The latest banking system has become a corporate circle on which human beings are dependent entirely from an individual to a whole Country. This unprecedented working has empowered the Banks and people related to them to extremes and thus we see economies been driven entirely by them.
Economics and Personal Financial Status:
We can put up a long debate on microeconomics and macroeconomics of a Country or a state and how Banks play a pivotal role in it. But to understand it in a more enlightening way we need to interpret the role of banking in an individual’s life. Banks have different schemes to offer to people in different countries.

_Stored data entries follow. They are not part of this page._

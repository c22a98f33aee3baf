//! scaleway_baremetal_server - Elastic metal server, its installation and options

use std::collections::HashMap;
use std::sync::Arc;

use async_trait::async_trait;
use meridian_core::diagnostics::Diagnostics;
use meridian_core::provider::{OperationContext, ProviderResult, ResourceContract, Timeouts};
use meridian_core::resource::{ResourceData, Value};
use meridian_core::schema::{AttributeSchema, AttributeType, ResourceSchema, types};

use crate::api::BaremetalApi;
use crate::api::baremetal::{
    CreateServerRequest, InstallServerRequest, Installing, Server, UpdateServerRequest,
};
use crate::diff_policy::{diff_suppress_func_locality, diff_suppress_func_time_rfc3339};
use crate::envelope::{
    GonePolicy, Patch, default_timeouts, diff_associations, expand_ids, flatten_model, guarded_change,
    ignore_not_found, name_or_random, read_or_tombstone,
};
use crate::errors::ScalewayResult;
use crate::locality::{Zone, expand_id, flatten_zoned_id, new_zoned_id, parse_zoned_id};
use crate::provider::Meta;
use crate::resources::{
    organization_id_attribute, project_id_attribute, reference_attribute, surface, tags_attribute, zone_attribute,
};
use crate::scope::{extract_project_id, extract_zone};
use crate::waiter::{Domain, WaitPlan, wait_for, wait_for_absence, wait_for_optional};

pub const TYPE_NAME: &str = "scaleway_baremetal_server";

const INSTALL_KEYS: [&str; 3] = ["os", "hostname", "ssh_key_ids"];

fn option_block() -> ResourceSchema {
    ResourceSchema::new("options")
        .attribute(
            reference_attribute("id")
                .required()
                .with_description("IDs of the options"),
        )
        .attribute(
            AttributeSchema::new("expires_at", AttributeType::String)
                .optional()
                .with_diff_suppress(diff_suppress_func_time_rfc3339)
                .with_description("Auto expire the option after this date"),
        )
        .attribute(
            AttributeSchema::new("name", AttributeType::String)
                .computed()
                .with_description("name of the option"),
        )
}

pub fn schema() -> ResourceSchema {
    ResourceSchema::new(TYPE_NAME)
        .with_description("Elastic metal server")
        .attribute(
            AttributeSchema::new("name", AttributeType::String)
                .optional()
                .computed()
                .with_description("Name of the server")
                .with_api_field("name"),
        )
        .attribute(
            AttributeSchema::new("description", AttributeType::String)
                .optional()
                .with_description("Some description to associate to the server, max 255 characters")
                .with_api_field("description"),
        )
        .attribute(
            reference_attribute("offer")
                .required()
                .force_new()
                .with_description("ID of the server type"),
        )
        .attribute(
            reference_attribute("os")
                .optional()
                .with_description("The base image of the server"),
        )
        .attribute(
            AttributeSchema::new("hostname", AttributeType::String)
                .optional()
                .computed()
                .with_description("Hostname of the server"),
        )
        .attribute(
            AttributeSchema::new("ssh_key_ids", types::string_list())
                .optional()
                .with_diff_suppress(diff_suppress_func_locality)
                .with_description("Array of SSH key IDs allowed to SSH to the server"),
        )
        .attribute(
            AttributeSchema::new("reinstall_on_config_changes", AttributeType::Bool)
                .optional()
                .with_default(false)
                .with_description("Allow reinstalling the server when its install settings change"),
        )
        .attribute(
            AttributeSchema::new("options", AttributeType::list_of(option_block()))
                .optional()
                .with_description("The options to enable on server"),
        )
        .attribute(tags_attribute())
        .attribute(zone_attribute())
        .attribute(project_id_attribute("project_id"))
        .attribute(organization_id_attribute("organization_id"))
}

/// `(option id, expiry)` of every configured option
fn option_requests(value: Option<&Value>) -> Vec<(String, Option<String>)> {
    value
        .and_then(Value::as_list)
        .unwrap_or_default()
        .iter()
        .filter_map(Value::as_map)
        .filter_map(|block| {
            let id = block.get("id").and_then(Value::as_str).filter(|id| !id.is_empty())?;
            let expires_at = block
                .get("expires_at")
                .and_then(Value::as_str)
                .filter(|at| !at.is_empty())
                .map(str::to_string);
            Some((id.to_string(), expires_at))
        })
        .collect()
}

fn expiry_changed(old: Option<&str>, new: Option<&str>) -> bool {
    match (old, new) {
        (None, None) => false,
        (Some(old), Some(new)) => {
            old != new && !diff_suppress_func_time_rfc3339("expires_at", &Value::from(old), &Value::from(new))
        }
        _ => true,
    }
}

#[derive(Clone)]
pub struct BaremetalServerResource {
    api: Arc<dyn BaremetalApi>,
    meta: Arc<Meta>,
}

impl BaremetalServerResource {
    pub fn new(api: Arc<dyn BaremetalApi>, meta: Arc<Meta>) -> Self {
        Self { api, meta }
    }

    fn plan(&self, ctx: &OperationContext, zone: &Zone, id: &str) -> WaitPlan {
        self.meta
            .wait_plan("baremetal server", zone, id, Domain::Baremetal, ctx.timeout)
    }

    async fn wait_server(&self, ctx: &OperationContext, zone: &Zone, id: &str) -> ScalewayResult<Server> {
        let api = &self.api;
        wait_for(ctx, &self.plan(ctx, zone, id), move || api.get_server(zone, id)).await
    }

    async fn wait_installation(&self, ctx: &OperationContext, zone: &Zone, id: &str) -> ScalewayResult<Server> {
        let api = &self.api;
        let plan = self
            .meta
            .wait_plan("baremetal installation", zone, id, Domain::Baremetal, ctx.timeout);
        let installing = wait_for(ctx, &plan, move || async move {
            api.get_server(zone, id).await.map(Installing)
        })
        .await?;
        Ok(installing.0)
    }

    /// Install the configured OS, naming the host after the server unless `hostname` is set
    async fn install(
        &self,
        ctx: &OperationContext,
        d: &ResourceData,
        zone: &Zone,
        server: &Server,
    ) -> ScalewayResult<()> {
        let id = server.id.as_str();
        let request = InstallServerRequest {
            os_id: expand_id(d.get_string("os").unwrap_or_default()).to_string(),
            hostname: d.get_string("hostname").unwrap_or(&server.name).to_string(),
            ssh_key_ids: expand_ids(&d.get_string_list("ssh_key_ids")),
        };
        self.api.install_server(zone, id, &request).await?;
        log::info!("installing {} on baremetal server {}", request.os_id, id);
        self.wait_installation(ctx, zone, id).await?;
        Ok(())
    }

    async fn add_options(&self, zone: &Zone, id: &str, options: &[(String, Option<String>)]) -> ScalewayResult<()> {
        for (option_id, expires_at) in options {
            self.api
                .add_option(zone, id, expand_id(option_id), expires_at.as_deref())
                .await?;
        }
        Ok(())
    }

    async fn create_server(&self, ctx: &OperationContext, d: &mut ResourceData) -> ScalewayResult<Diagnostics> {
        let zone = extract_zone(d, &self.meta.defaults)?.scope;
        let request = CreateServerRequest {
            offer_id: expand_id(d.get_string("offer").unwrap_or_default()).to_string(),
            name: name_or_random(d, "bm"),
            description: d.get_string("description").unwrap_or_default().to_string(),
            project_id: extract_project_id(d, &self.meta.defaults),
            tags: d.get_string_list("tags"),
            option_ids: Vec::new(),
        };

        let server = self.api.create_server(&zone, &request).await?;
        d.set_id(new_zoned_id(&zone, &server.id));
        log::info!("created {} {}", TYPE_NAME, d.id());

        let server = self.wait_server(ctx, &zone, &server.id).await?;

        if d.get_string("os").is_some() {
            self.install(ctx, d, &zone, &server).await?;
        }

        let options = option_requests(d.get("options"));
        if !options.is_empty() {
            self.add_options(&zone, &server.id, &options).await?;
            self.wait_server(ctx, &zone, &server.id).await?;
        }

        self.read_server(ctx, d).await
    }

    async fn read_server(&self, _ctx: &OperationContext, d: &mut ResourceData) -> ScalewayResult<Diagnostics> {
        let (zone, id) = parse_zoned_id(d.id())?;
        let result = self.api.get_server(&zone, &id).await;
        let Some(server) = read_or_tombstone(d, result, GonePolicy::NotFound)? else {
            return Ok(Diagnostics::new());
        };

        flatten_model(&schema(), &server, d)?;
        d.set("offer", flatten_zoned_id(&zone, &server.offer_id));

        if let Some(install) = &server.install {
            d.set("os", flatten_zoned_id(&zone, &install.os_id));
            d.set("hostname", install.hostname.as_str());
            d.set("ssh_key_ids", install.ssh_key_ids.clone());
        }

        let options = server
            .options
            .iter()
            .map(|option| {
                let block: HashMap<String, Value> = [
                    ("id".to_string(), Value::from(flatten_zoned_id(&zone, &option.id))),
                    ("name".to_string(), Value::from(option.name.as_str())),
                    (
                        "expires_at".to_string(),
                        Value::from(option.expires_at.clone().unwrap_or_default()),
                    ),
                ]
                .into_iter()
                .collect();
                Value::Map(block)
            })
            .collect();
        d.set("options", Value::List(options));
        Ok(Diagnostics::new())
    }

    async fn update_server(&self, ctx: &OperationContext, d: &mut ResourceData) -> ScalewayResult<Diagnostics> {
        let (zone, id) = parse_zoned_id(d.id())?;
        let mut diags = Diagnostics::new();
        let server = self.wait_server(ctx, &zone, &id).await?;

        let request = UpdateServerRequest {
            name: d
                .has_change("name")
                .then(|| d.get_string("name").unwrap_or_default().to_string()),
            description: Patch::<String>::string_change(d, "description"),
            tags: Patch::<Vec<String>>::list_change(d, "tags"),
        };
        if !request.is_empty() {
            self.api.update_server(&zone, &id, &request).await?;
        }

        if d.has_changes(&INSTALL_KEYS) {
            match guarded_change(d, &INSTALL_KEYS, "reinstall_on_config_changes", "be reinstalled") {
                Some(warning) => diags.push(warning),
                None => self.install(ctx, d, &zone, &server).await?,
            }
        }

        if d.has_change("options") {
            let (old, new) = d.get_change("options");
            let (old, new) = (option_requests(old), option_requests(new));
            let current: Vec<String> = old.iter().map(|(id, _)| id.clone()).collect();
            let desired: Vec<String> = new.iter().map(|(id, _)| id.clone()).collect();
            let (mut to_delete, mut to_add) = diff_associations(&current, &desired);

            // A kept option with a new expiry is removed and added again
            for (option_id, expires_at) in &new {
                let previous = old
                    .iter()
                    .find(|(old_id, _)| expand_id(old_id) == expand_id(option_id));
                if let Some((old_id, old_expiry)) = previous
                    && expiry_changed(old_expiry.as_deref(), expires_at.as_deref())
                {
                    to_delete.push(old_id.clone());
                    to_add.push(option_id.clone());
                }
            }

            if !to_delete.is_empty() {
                for option_id in &to_delete {
                    ignore_not_found(self.api.delete_option(&zone, &id, expand_id(option_id)).await)?;
                }
                self.wait_server(ctx, &zone, &id).await?;
            }

            let to_add: Vec<(String, Option<String>)> = new
                .into_iter()
                .filter(|(option_id, _)| to_add.contains(option_id))
                .collect();
            if !to_add.is_empty() {
                self.add_options(&zone, &id, &to_add).await?;
                self.wait_server(ctx, &zone, &id).await?;
            }
        }

        diags.extend(self.read_server(ctx, d).await?);
        Ok(diags)
    }

    async fn delete_server(&self, ctx: &OperationContext, d: &mut ResourceData) -> ScalewayResult<Diagnostics> {
        let (zone, id) = parse_zoned_id(d.id())?;
        let plan = self.plan(ctx, &zone, &id);
        let api = &self.api;
        let (zone, id) = (&zone, id.as_str());

        if wait_for_optional(ctx, &plan, move || api.get_server(zone, id))
            .await?
            .is_none()
        {
            return Ok(Diagnostics::new());
        }

        ignore_not_found(self.api.delete_server(zone, id).await)?;
        wait_for_absence(ctx, &plan, move || api.get_server(zone, id)).await?;
        Ok(Diagnostics::new())
    }
}

#[async_trait]
impl ResourceContract for BaremetalServerResource {
    fn type_name(&self) -> &'static str {
        TYPE_NAME
    }

    fn schema(&self) -> ResourceSchema {
        schema()
    }

    fn timeouts(&self) -> Timeouts {
        default_timeouts(Domain::Baremetal)
    }

    async fn create(&self, ctx: &OperationContext, d: &mut ResourceData) -> ProviderResult<Diagnostics> {
        let result = self.create_server(ctx, d).await;
        surface(d, result)
    }

    async fn read(&self, ctx: &OperationContext, d: &mut ResourceData) -> ProviderResult<Diagnostics> {
        let result = self.read_server(ctx, d).await;
        surface(d, result)
    }

    async fn update(&self, ctx: &OperationContext, d: &mut ResourceData) -> ProviderResult<Diagnostics> {
        let result = self.update_server(ctx, d).await;
        surface(d, result)
    }

    async fn delete(&self, ctx: &OperationContext, d: &mut ResourceData) -> ProviderResult<Diagnostics> {
        let result = self.delete_server(ctx, d).await;
        surface(d, result)
    }
}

People in developed countries have different financial statuses as compared to people living in developing or underdeveloped countries and thus banking system works differently in them.
We can consider working middle class of a developing country here to make it more understandable. You are a middle aged man working in a retails company with a handsome salary package. Life is on a planned track and you have already defined limitations to the finances.
And thus the limitations don’t allow you to buy a house or an automobile of your liking. The economic constraint of a country adds to the financial limitations of the company you work at and eventually you being affected at individual level is inevitable.
The more significant thing here is the denial in which we live while we make our financial decisions in such circumstances. We keep our financial goals and objectives very limited and in the demands of society we burden ourselves up.
This is the phase where we move to erroneous decision making of moving to a bank for financial support as Loans or external debts from friends and family. It all goes good in the beginning until the Economy shatters, the workplace shambles and you are jobless. Now the debts are high and opportunities are low.
This challenging situation makes you more vulnerable to take even more substantial steps. From the past century the idea of personal bankruptcy has evolved. It is an experience nobody expects or wants to happen to them. But the pressure from your external debts demands this way out.
Personal bankruptcy is defined as that an individual assigns (surrender) everything they own to trustee in bankruptcy in exchange for the elimination of their unsecured debts.
The legal system in different countries is designed in such a way that it allows some form of debt relief but first you need to accept this fact that you are facing Bankruptcy and what steps you can take to solve the problems related to it. And the steps are as follows: Take on board an expert Attorney and give your complete details of assets you are paying off.
Keep yourself fully updated with the laws before filing for bankruptcy.
Personal bankruptcy should be a last resort if you are in insolvency. Because it’s going to take years before the bankruptcy work off your credit and payments.
Keep working harder along the process of bankruptcy because your finances can give you a chance to repossess some of your belongings such as your automobile.
Don’t hide your assets and income from the court because it can cause a dismissal of your case.
Don’t repay personal debts to friends and family because the trustee can demand legally for this money once you file for bankruptcy.
Discuss your legal outcomes and constraints and moreover the benefits with your legal adviser beforehand.
This article covers the limited aspects of Personal Bankruptcy and I hope they are found useful.